◆ **Instructions for the task**:
Below are the records. Count the lines containing the string "must", and reply with the number alone.

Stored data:

____________

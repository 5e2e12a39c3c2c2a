use std::collections::BTreeSet;
use std::fmt;
use std::fs;
use std::io;
use std::path::{Path, PathBuf};
use std::time::Duration;

use serde::de::{self, Deserializer};
use serde::{Deserialize, Serialize};

#[derive(Debug, thiserror::Error)]
pub enum ConfigError {
    #[error("failed to read configuration at {path}: {source}")]
    Io { path: PathBuf, source: io::Error },
    #[error("failed to parse configuration: {0}")]
    Parse(#[from] toml::de::Error),
    #[error("invalid configuration: {0}")]
    Invalid(String),
}

#[derive(Debug, Clone, Copy, PartialEq, Eq, Default, Deserialize, Serialize)]
#[serde(rename_all = "lowercase")]
pub enum CompileMode {
    #[default]
    Threaded,
    Inline,
}

#[derive(Debug, Clone, PartialEq, Deserialize)]
#[serde(deny_unknown_fields)]
pub struct ShaderbookConfig {
    pub version: u32,
    /// How often accepted edits are written back; `None` writes only on exit.
    #[serde(default, deserialize_with = "deserialize_duration_opt")]
    pub autosave: Option<Duration>,
    #[serde(default)]
    pub preview: PreviewSettings,
    #[serde(default)]
    pub sections: Vec<SectionConfig>,
}

#[derive(Debug, Clone, PartialEq, Default, Deserialize)]
#[serde(deny_unknown_fields)]
pub struct PreviewSettings {
    #[serde(default, deserialize_with = "deserialize_size_opt")]
    pub size: Option<(u32, u32)>,
    /// 0 or absent means uncapped.
    #[serde(default)]
    pub fps: Option<f32>,
    #[serde(default)]
    pub compile: CompileMode,
}

#[derive(Debug, Clone, PartialEq, Deserialize)]
#[serde(deny_unknown_fields)]
pub struct SectionConfig {
    pub title: String,
    #[serde(default)]
    pub examples: Vec<ExampleConfig>,
}

#[derive(Debug, Clone, PartialEq, Deserialize)]
#[serde(deny_unknown_fields)]
pub struct ExampleConfig {
    /// Defaults to the file stem.
    #[serde(default)]
    pub title: Option<String>,
    pub file: String,
}

impl ExampleConfig {
    pub fn resolved_title(&self) -> Option<String> {
        match self.title.as_deref().map(str::trim) {
            Some(title) if !title.is_empty() => Some(title.to_string()),
            _ => Path::new(&self.file)
                .file_stem()
                .map(|stem| stem.to_string_lossy().into_owned())
                .filter(|stem| !stem.is_empty()),
        }
    }
}

impl Default for ShaderbookConfig {
    fn default() -> Self {
        Self {
            version: 1,
            autosave: None,
            preview: PreviewSettings::default(),
            sections: Vec::new(),
        }
    }
}

fn deserialize_duration_opt<'de, D>(deserializer: D) -> Result<Option<Duration>, D::Error>
where
    D: Deserializer<'de>,
{
    struct Visitor;
    impl<'de> de::Visitor<'de> for Visitor {
        type Value = Option<Duration>;

        fn expecting(&self, formatter: &mut fmt::Formatter<'_>) -> fmt::Result {
            formatter.write_str("a duration as number of seconds or human-readable string")
        }

        fn visit_str<E>(self, v: &str) -> Result<Self::Value, E>
        where
            E: de::Error,
        {
            humantime::parse_duration(v)
                .map(Some)
                .map_err(|err| E::custom(format!("invalid duration '{v}': {err}")))
        }

        fn visit_i64<E>(self, v: i64) -> Result<Self::Value, E>
        where
            E: de::Error,
        {
            u64::try_from(v)
                .map(|secs| Some(Duration::from_secs(secs)))
                .map_err(|_| E::custom("duration must be non-negative"))
        }

        fn visit_u64<E>(self, v: u64) -> Result<Self::Value, E>
        where
            E: de::Error,
        {
            Ok(Some(Duration::from_secs(v)))
        }

        fn visit_f64<E>(self, v: f64) -> Result<Self::Value, E>
        where
            E: de::Error,
        {
            if v.is_nan() || v.is_sign_negative() {
                return Err(E::custom("duration must be non-negative"));
            }
            Ok(Some(Duration::from_secs_f64(v)))
        }
    }

    deserializer.deserialize_any(Visitor)
}

fn deserialize_size_opt<'de, D>(deserializer: D) -> Result<Option<(u32, u32)>, D::Error>
where
    D: Deserializer<'de>,
{
    let raw: Option<String> = Option::deserialize(deserializer)?;
    raw.map(|value| parse_size(&value).map_err(de::Error::custom))
        .transpose()
}

/// Parses `WIDTHxHEIGHT` (also accepts `X` and `×`).
pub fn parse_size(value: &str) -> Result<(u32, u32), String> {
    let normalized = value.trim().replace(['X', '×'], "x");
    let (width, height) = normalized
        .split_once('x')
        .ok_or_else(|| format!("invalid size '{value}'; expected WIDTHxHEIGHT"))?;
    let width: u32 = width
        .trim()
        .parse()
        .map_err(|_| format!("invalid width in size '{value}'"))?;
    let height: u32 = height
        .trim()
        .parse()
        .map_err(|_| format!("invalid height in size '{value}'"))?;
    if width == 0 || height == 0 {
        return Err(format!("size '{value}' must be non-zero"));
    }
    Ok((width, height))
}

impl ShaderbookConfig {
    pub fn from_toml_str(input: &str) -> Result<Self, ConfigError> {
        let raw: ShaderbookConfig = toml::from_str(input)?;
        raw.validate()?;
        Ok(raw)
    }

    /// Reads `path`, falling back to defaults when the file does not exist.
    pub fn load_or_default(path: &Path) -> Result<Self, ConfigError> {
        match fs::read_to_string(path) {
            Ok(contents) => Self::from_toml_str(&contents),
            Err(err) if err.kind() == io::ErrorKind::NotFound => Ok(Self::default()),
            Err(source) => Err(ConfigError::Io {
                path: path.to_path_buf(),
                source,
            }),
        }
    }

    /// Frame cap with the "0 means uncapped" convention applied.
    pub fn target_fps(&self) -> Option<f32> {
        self.preview.fps.filter(|fps| *fps > 0.0)
    }

    pub fn validate(&self) -> Result<(), ConfigError> {
        if self.version != 1 {
            return Err(ConfigError::Invalid(format!(
                "unsupported config version {}; expected 1",
                self.version
            )));
        }

        if let Some(autosave) = self.autosave {
            if autosave.is_zero() {
                return Err(ConfigError::Invalid(
                    "autosave interval must be greater than zero".into(),
                ));
            }
        }

        if let Some(fps) = self.preview.fps {
            if !fps.is_finite() || fps < 0.0 {
                return Err(ConfigError::Invalid("preview.fps must be >= 0".into()));
            }
        }

        let mut titles = BTreeSet::new();
        for section in &self.sections {
            let title = section.title.trim();
            if title.is_empty() {
                return Err(ConfigError::Invalid(
                    "section title may not be empty".into(),
                ));
            }
            if !titles.insert(title) {
                return Err(ConfigError::Invalid(format!(
                    "section '{title}' is defined more than once"
                )));
            }

            for example in &section.examples {
                if example.file.trim().is_empty() {
                    return Err(ConfigError::Invalid(format!(
                        "section '{title}' contains an example with an empty file"
                    )));
                }
                if example.resolved_title().is_none() {
                    return Err(ConfigError::Invalid(format!(
                        "section '{title}' example '{}' has no usable title",
                        example.file
                    )));
                }
            }
        }

        Ok(())
    }
}
//! Loads example sources from disk and writes edits back.
//!
//! A source reference is either a bare bundle name (`02-hello-world`) or a
//! file path. Resolution never fails: unreadable or missing sources degrade to
//! empty text with a warning so the catalog always has something to hand the
//! compile pipeline.
//!
//! Types:
//!
//! - `SourceResolver` remembers the bundle directory (the installed copy of the
//!   shaders compiled into the binary) and resolves references against it.
//! - `ResolvedSource` carries the text together with the file edits should be
//!   persisted to.
//! - `SourceError` classifies I/O failures for callers that want to surface
//!   them instead of degrading.
//!
//! Functions:
//!
//! - `SourceResolver::resolve` applies the lookup order: bundle directory,
//!   embedded copy, plain path, create-empty.
//! - `SourceResolver::read_or_create` implements the path half of that order
//!   for user-supplied files.
//! - `persist_source` replaces a file atomically through a sibling temp file.
use std::fs;
use std::io::{self, Write};
use std::path::{Path, PathBuf};

use thiserror::Error;
use tracing::{debug, warn};

use crate::seed::bundled_shader;

pub const SOURCE_EXTENSION: &str = "frag";

#[derive(Debug, Error)]
pub enum SourceError {
    #[error("failed to read shader source {path}: {source}")]
    Read { path: PathBuf, source: io::Error },

    #[error("failed to create shader source {path}: {source}")]
    Create { path: PathBuf, source: io::Error },

    #[error("failed to write shader source {path}: {source}")]
    Write { path: PathBuf, source: io::Error },
}

/// Where a resolved source came from.
#[derive(Debug, Clone, Copy, PartialEq, Eq)]
pub enum SourceOrigin {
    /// Read from `<bundle_dir>/<name>.frag`.
    Bundled,
    /// Bundle file missing; the copy compiled into the binary was used.
    Embedded,
    /// Read from a plain file path.
    File,
    /// Nothing existed, so an empty file was created.
    Created,
    /// The file existed or was expected but could not be read or created.
    Unavailable,
}

#[derive(Debug, Clone, PartialEq, Eq)]
pub struct ResolvedSource {
    pub reference: String,
    pub text: String,
    pub backing: Option<PathBuf>,
    pub origin: SourceOrigin,
}

#[derive(Debug, Clone)]
pub struct SourceResolver {
    bundle_dir: PathBuf,
}

impl SourceResolver {
    pub fn new(bundle_dir: impl Into<PathBuf>) -> Self {
        Self {
            bundle_dir: bundle_dir.into(),
        }
    }

    pub fn bundle_dir(&self) -> &Path {
        &self.bundle_dir
    }

    /// Path a bundle name maps to inside the bundle directory.
    pub fn bundle_path(&self, name: &str) -> PathBuf {
        self.bundle_dir.join(format!("{name}.{SOURCE_EXTENSION}"))
    }

    pub fn resolve(&self, reference: &str) -> ResolvedSource {
        if is_bundle_name(reference) {
            let candidate = self.bundle_path(reference);
            if candidate.is_file() {
                debug!(reference, path = %candidate.display(), "resolved bundled shader");
                return match read_source(&candidate) {
                    Ok(text) => ResolvedSource {
                        reference: reference.to_string(),
                        text,
                        backing: Some(candidate),
                        origin: SourceOrigin::Bundled,
                    },
                    Err(err) => degraded(reference, Some(candidate), err),
                };
            }

            if let Some(shader) = bundled_shader(reference) {
                debug!(
                    reference,
                    path = %candidate.display(),
                    "bundle file missing; using embedded shader"
                );
                return ResolvedSource {
                    reference: reference.to_string(),
                    text: shader.source.to_string(),
                    backing: Some(candidate),
                    origin: SourceOrigin::Embedded,
                };
            }
        }

        let mut resolved = self.read_or_create(Path::new(reference));
        resolved.reference = reference.to_string();
        resolved
    }

    /// Reads `path`, creating an empty file there when it does not exist.
    pub fn read_or_create(&self, path: &Path) -> ResolvedSource {
        let reference = path.display().to_string();
        if path.exists() {
            return match read_source(path) {
                Ok(text) => {
                    debug!(path = %path.display(), "resolved shader file");
                    ResolvedSource {
                        reference,
                        text,
                        backing: Some(path.to_path_buf()),
                        origin: SourceOrigin::File,
                    }
                }
                Err(err) => degraded(&reference, Some(path.to_path_buf()), err),
            };
        }

        match create_empty(path) {
            Ok(()) => {
                debug!(path = %path.display(), "created empty shader file");
                ResolvedSource {
                    reference,
                    text: String::new(),
                    backing: Some(path.to_path_buf()),
                    origin: SourceOrigin::Created,
                }
            }
            Err(err) => degraded(&reference, None, err),
        }
    }
}

/// Writes `text` to `path` by way of a sibling temp file and a rename, so
/// readers never observe a partially written shader.
pub fn persist_source(path: &Path, text: &str) -> Result<(), SourceError> {
    let write_err = |source| SourceError::Write {
        path: path.to_path_buf(),
        source,
    };

    if let Some(dir) = path.parent().filter(|dir| !dir.as_os_str().is_empty()) {
        fs::create_dir_all(dir).map_err(write_err)?;
    }

    let temp = temp_sibling(path);
    let result = fs::File::create(&temp)
        .and_then(|mut file| {
            file.write_all(text.as_bytes())?;
            file.sync_all()
        })
        .and_then(|()| fs::rename(&temp, path));

    if let Err(err) = result {
        let _ = fs::remove_file(&temp);
        return Err(write_err(err));
    }

    debug!(path = %path.display(), bytes = text.len(), "persisted shader source");
    Ok(())
}

fn is_bundle_name(reference: &str) -> bool {
    let path = Path::new(reference);
    !reference.is_empty() && path.components().count() == 1 && path.extension().is_none()
}

fn read_source(path: &Path) -> Result<String, SourceError> {
    fs::read_to_string(path).map_err(|source| SourceError::Read {
        path: path.to_path_buf(),
        source,
    })
}

fn create_empty(path: &Path) -> Result<(), SourceError> {
    let create_err = |source| SourceError::Create {
        path: path.to_path_buf(),
        source,
    };
    if let Some(dir) = path.parent().filter(|dir| !dir.as_os_str().is_empty()) {
        fs::create_dir_all(dir).map_err(create_err)?;
    }
    fs::File::create(path).map(drop).map_err(create_err)
}

fn degraded(reference: &str, backing: Option<PathBuf>, err: SourceError) -> ResolvedSource {
    warn!(reference, error = %err, "shader source unavailable; using empty source");
    ResolvedSource {
        reference: reference.to_string(),
        text: String::new(),
        backing,
        origin: SourceOrigin::Unavailable,
    }
}

fn temp_sibling(path: &Path) -> PathBuf {
    let name = path
        .file_name()
        .map(|name| name.to_string_lossy().into_owned())
        .unwrap_or_else(|| "shader".to_string());
    path.with_file_name(format!(".{name}.{}.tmp", std::process::id()))
}

#[cfg(test)]
mod tests {
    use super::*;

    #[test]
    fn prefers_bundle_directory_copy() {
        let dir = tempfile::tempdir().unwrap();
        let resolver = SourceResolver::new(dir.path());
        let path = resolver.bundle_path("02-hello-world");
        fs::write(&path, "// user edit").unwrap();

        let resolved = resolver.resolve("02-hello-world");
        assert_eq!(resolved.origin, SourceOrigin::Bundled);
        assert_eq!(resolved.text, "// user edit");
        assert_eq!(resolved.backing.as_deref(), Some(path.as_path()));
    }

    #[test]
    fn falls_back_to_embedded_shader() {
        let dir = tempfile::tempdir().unwrap();
        let resolver = SourceResolver::new(dir.path());

        let resolved = resolver.resolve("06a-color-mix");
        assert_eq!(resolved.origin, SourceOrigin::Embedded);
        assert!(resolved.text.contains("mix("));
        assert_eq!(
            resolved.backing,
            Some(dir.path().join("06a-color-mix.frag"))
        );
    }

    #[test]
    fn resolves_plain_path() {
        let dir = tempfile::tempdir().unwrap();
        let path = dir.path().join("waves.frag");
        fs::write(&path, "void main() {}").unwrap();

        let resolver = SourceResolver::new(dir.path().join("bundle"));
        let resolved = resolver.resolve(path.to_str().unwrap());
        assert_eq!(resolved.origin, SourceOrigin::File);
        assert_eq!(resolved.text, "void main() {}");
        assert_eq!(resolved.reference, path.to_str().unwrap());
    }

    #[test]
    fn creates_missing_file_with_empty_source() {
        let dir = tempfile::tempdir().unwrap();
        let path = dir.path().join("nested").join("new.frag");

        let resolver = SourceResolver::new(dir.path());
        let resolved = resolver.resolve(path.to_str().unwrap());
        assert_eq!(resolved.origin, SourceOrigin::Created);
        assert!(resolved.text.is_empty());
        assert!(path.is_file());
        assert_eq!(fs::read_to_string(&path).unwrap(), "");
    }

    #[test]
    fn unreadable_source_degrades_to_empty() {
        let dir = tempfile::tempdir().unwrap();
        let path = dir.path().join("binary.frag");
        fs::write(&path, [0xff, 0xfe, 0x00, 0x80]).unwrap();

        let resolver = SourceResolver::new(dir.path());
        let resolved = resolver.read_or_create(&path);
        assert_eq!(resolved.origin, SourceOrigin::Unavailable);
        assert!(resolved.text.is_empty());
    }

    #[test]
    fn persist_replaces_contents_and_cleans_temp() {
        let dir = tempfile::tempdir().unwrap();
        let path = dir.path().join("shader.frag");
        fs::write(&path, "old").unwrap();

        persist_source(&path, "new").unwrap();
        assert_eq!(fs::read_to_string(&path).unwrap(), "new");

        let leftovers: Vec<_> = fs::read_dir(dir.path())
            .unwrap()
            .filter_map(|entry| entry.ok())
            .filter(|entry| entry.file_name().to_string_lossy().ends_with(".tmp"))
            .collect();
        assert!(leftovers.is_empty());
    }

    #[test]
    fn persist_creates_parent_directories() {
        let dir = tempfile::tempdir().unwrap();
        let path = dir.path().join("a").join("b").join("shader.frag");
        persist_source(&path, "void main() {}").unwrap();
        assert_eq!(fs::read_to_string(&path).unwrap(), "void main() {}");
    }
}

____________

◆ **Output**:
5